- **WHAT YOU ARE ASKED TO DO**:
The answer should be a single number: how many lines of the entries below hold the word "generation".

- **Records excerpted from a collection**:
= = = = =
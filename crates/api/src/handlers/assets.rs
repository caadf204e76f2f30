//! Handlers for the `/assets` resource.
//!
//! Uploads arrive as base64 payloads, are stored untouched in the artifact
//! store (downscaling happens at generation time, not upload time), and are
//! tracked by a metadata row. Deletion takes an explicit strategy for
//! dependent jobs.

use axum::extract::{Path, Query, State};
use axum::http::StatusCode;
use axum::response::IntoResponse;
use axum::Json;
use base64::Engine as _;
use serde::Deserialize;
use uuid::Uuid;

use espelho_core::error::CoreError;
use espelho_core::generation::parse_data_url;
use espelho_core::storage::FolderKind;
use espelho_core::types::DbId;
use espelho_db::models::asset::{
    Asset, AssetKind, AssetListQuery, CreateAsset, DeletionStrategy, UpdateAssetMetadata,
};
use espelho_db::repositories::AssetRepo;

use crate::error::{AppError, AppResult};
use crate::middleware::auth::AuthUser;
use crate::response::DataResponse;
use crate::state::AppState;

// ---------------------------------------------------------------------------
// Upload
// ---------------------------------------------------------------------------

#[derive(Debug, Deserialize)]
#[serde(rename_all = "camelCase")]
pub struct UploadAssetBody {
    pub kind: AssetKind,
    /// Image content, as raw base64 or a full data URL.
    pub image_base64: String,
    #[serde(default)]
    pub name: String,
    /// Mime type; a data URL's own mime wins when both are present.
    pub mime_type: Option<String>,
    pub price_cents: Option<i64>,
}

/// POST /api/v1/assets
///
/// Upload an image and register it. Returns 201 with the created asset.
pub async fn upload_asset(
    auth: AuthUser,
    State(state): State<AppState>,
    Json(body): Json<UploadAssetBody>,
) -> AppResult<impl IntoResponse> {
    let (mime, b64) = match parse_data_url(body.image_base64.trim()) {
        Some((mime, data)) => (mime.to_string(), data),
        None => (
            body.mime_type
                .clone()
                .unwrap_or_else(|| "image/jpeg".into()),
            body.image_base64.trim(),
        ),
    };

    let bytes = base64::engine::general_purpose::STANDARD
        .decode(b64)
        .map_err(|_| {
            AppError::Core(CoreError::Validation(
                "Imagem inválida: o conteúdo não é base64 válido.".into(),
            ))
        })?;
    if bytes.is_empty() {
        return Err(AppError::Core(CoreError::Validation(
            "Imagem vazia.".into(),
        )));
    }

    let file_name = format!("{}.{}", Uuid::new_v4(), extension_for(&mime));
    let file_path = state
        .artifacts
        .put(auth.user_id, folder_for(body.kind), &file_name, &bytes)
        .await?;

    let asset = AssetRepo::create(
        &state.pool,
        auth.user_id,
        &CreateAsset {
            kind: body.kind,
            file_path,
            mime_type: mime,
            name: body.name,
            price_cents: body.price_cents,
        },
    )
    .await?;

    tracing::info!(
        asset_id = asset.id,
        kind = %asset.kind,
        user_id = auth.user_id,
        "asset uploaded",
    );

    Ok((StatusCode::CREATED, Json(DataResponse { data: asset })))
}

// ---------------------------------------------------------------------------
// List / get
// ---------------------------------------------------------------------------

/// GET /api/v1/assets
///
/// List the caller's assets. Supports `kind`, `limit`, and `offset`.
pub async fn list_assets(
    auth: AuthUser,
    State(state): State<AppState>,
    Query(params): Query<AssetListQuery>,
) -> AppResult<impl IntoResponse> {
    let assets = AssetRepo::list_by_owner(&state.pool, auth.user_id, &params).await?;
    Ok(Json(DataResponse { data: assets }))
}

/// GET /api/v1/assets/{id}
///
/// Get a single asset. Published products are visible to everyone.
pub async fn get_asset(
    auth: AuthUser,
    State(state): State<AppState>,
    Path(asset_id): Path<DbId>,
) -> AppResult<impl IntoResponse> {
    let asset = find_asset(&state, asset_id).await?;
    if asset.owner_id != auth.user_id && !asset.published {
        return Err(AppError::Core(CoreError::Forbidden(
            "Cannot view another user's asset".into(),
        )));
    }
    Ok(Json(DataResponse { data: asset }))
}

// ---------------------------------------------------------------------------
// Update / delete
// ---------------------------------------------------------------------------

/// PATCH /api/v1/assets/{id}
///
/// Patch asset metadata. The stored binary never changes.
pub async fn update_asset(
    auth: AuthUser,
    State(state): State<AppState>,
    Path(asset_id): Path<DbId>,
    Json(patch): Json<UpdateAssetMetadata>,
) -> AppResult<impl IntoResponse> {
    authorize_owner(&state, asset_id, &auth, "update").await?;

    let asset = AssetRepo::update_metadata(&state.pool, asset_id, &patch)
        .await?
        .ok_or(AppError::Core(CoreError::NotFound {
            entity: "Asset",
            id: asset_id,
        }))?;
    Ok(Json(DataResponse { data: asset }))
}

#[derive(Debug, Deserialize)]
pub struct DeleteAssetQuery {
    /// `keep-history` (default) or `delete-all`.
    pub strategy: Option<DeletionStrategy>,
}

/// DELETE /api/v1/assets/{id}?strategy=keep-history|delete-all
///
/// Delete an asset. `keep-history` (the default) unlinks dependent jobs;
/// `delete-all` removes them. The stored binary is removed best-effort after
/// the database commit.
pub async fn delete_asset(
    auth: AuthUser,
    State(state): State<AppState>,
    Path(asset_id): Path<DbId>,
    Query(query): Query<DeleteAssetQuery>,
) -> AppResult<impl IntoResponse> {
    let asset = authorize_owner(&state, asset_id, &auth, "delete").await?;
    let strategy = query.strategy.unwrap_or(DeletionStrategy::KeepHistory);

    let existed = AssetRepo::delete(&state.pool, asset_id, strategy).await?;
    if !existed {
        return Err(AppError::Core(CoreError::NotFound {
            entity: "Asset",
            id: asset_id,
        }));
    }

    if let Err(e) = state.artifacts.delete(&asset.file_path).await {
        tracing::warn!(asset_id, error = %e, "asset binary cleanup failed");
    }

    tracing::info!(asset_id, ?strategy, user_id = auth.user_id, "asset deleted");
    Ok(StatusCode::NO_CONTENT)
}

// ---------------------------------------------------------------------------
// Helpers
// ---------------------------------------------------------------------------

async fn find_asset(state: &AppState, asset_id: DbId) -> AppResult<Asset> {
    AssetRepo::find_by_id(&state.pool, asset_id)
        .await?
        .ok_or(AppError::Core(CoreError::NotFound {
            entity: "Asset",
            id: asset_id,
        }))
}

async fn authorize_owner(
    state: &AppState,
    asset_id: DbId,
    auth: &AuthUser,
    action: &str,
) -> AppResult<Asset> {
    let asset = find_asset(state, asset_id).await?;
    if asset.owner_id != auth.user_id {
        return Err(AppError::Core(CoreError::Forbidden(format!(
            "Cannot {action} another user's asset"
        ))));
    }
    Ok(asset)
}

fn folder_for(kind: AssetKind) -> FolderKind {
    match kind {
        AssetKind::Product => FolderKind::Products,
        AssetKind::Model => FolderKind::Models,
        AssetKind::Result => FolderKind::Results,
    }
}

fn extension_for(mime: &str) -> &'static str {
    match mime {
        "image/png" => "png",
        "image/webp" => "webp",
        _ => "jpg",
    }
}

#[cfg(test)]
mod tests {
    use super::*;

    #[test]
    fn folders_follow_asset_kind() {
        assert_eq!(folder_for(AssetKind::Product), FolderKind::Products);
        assert_eq!(folder_for(AssetKind::Model), FolderKind::Models);
        assert_eq!(folder_for(AssetKind::Result), FolderKind::Results);
    }

    #[test]
    fn extension_defaults_to_jpg() {
        assert_eq!(extension_for("image/png"), "png");
        assert_eq!(extension_for("image/jpeg"), "jpg");
        assert_eq!(extension_for("application/pdf"), "jpg");
    }
}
= = = = =
- **ANSWER**:
2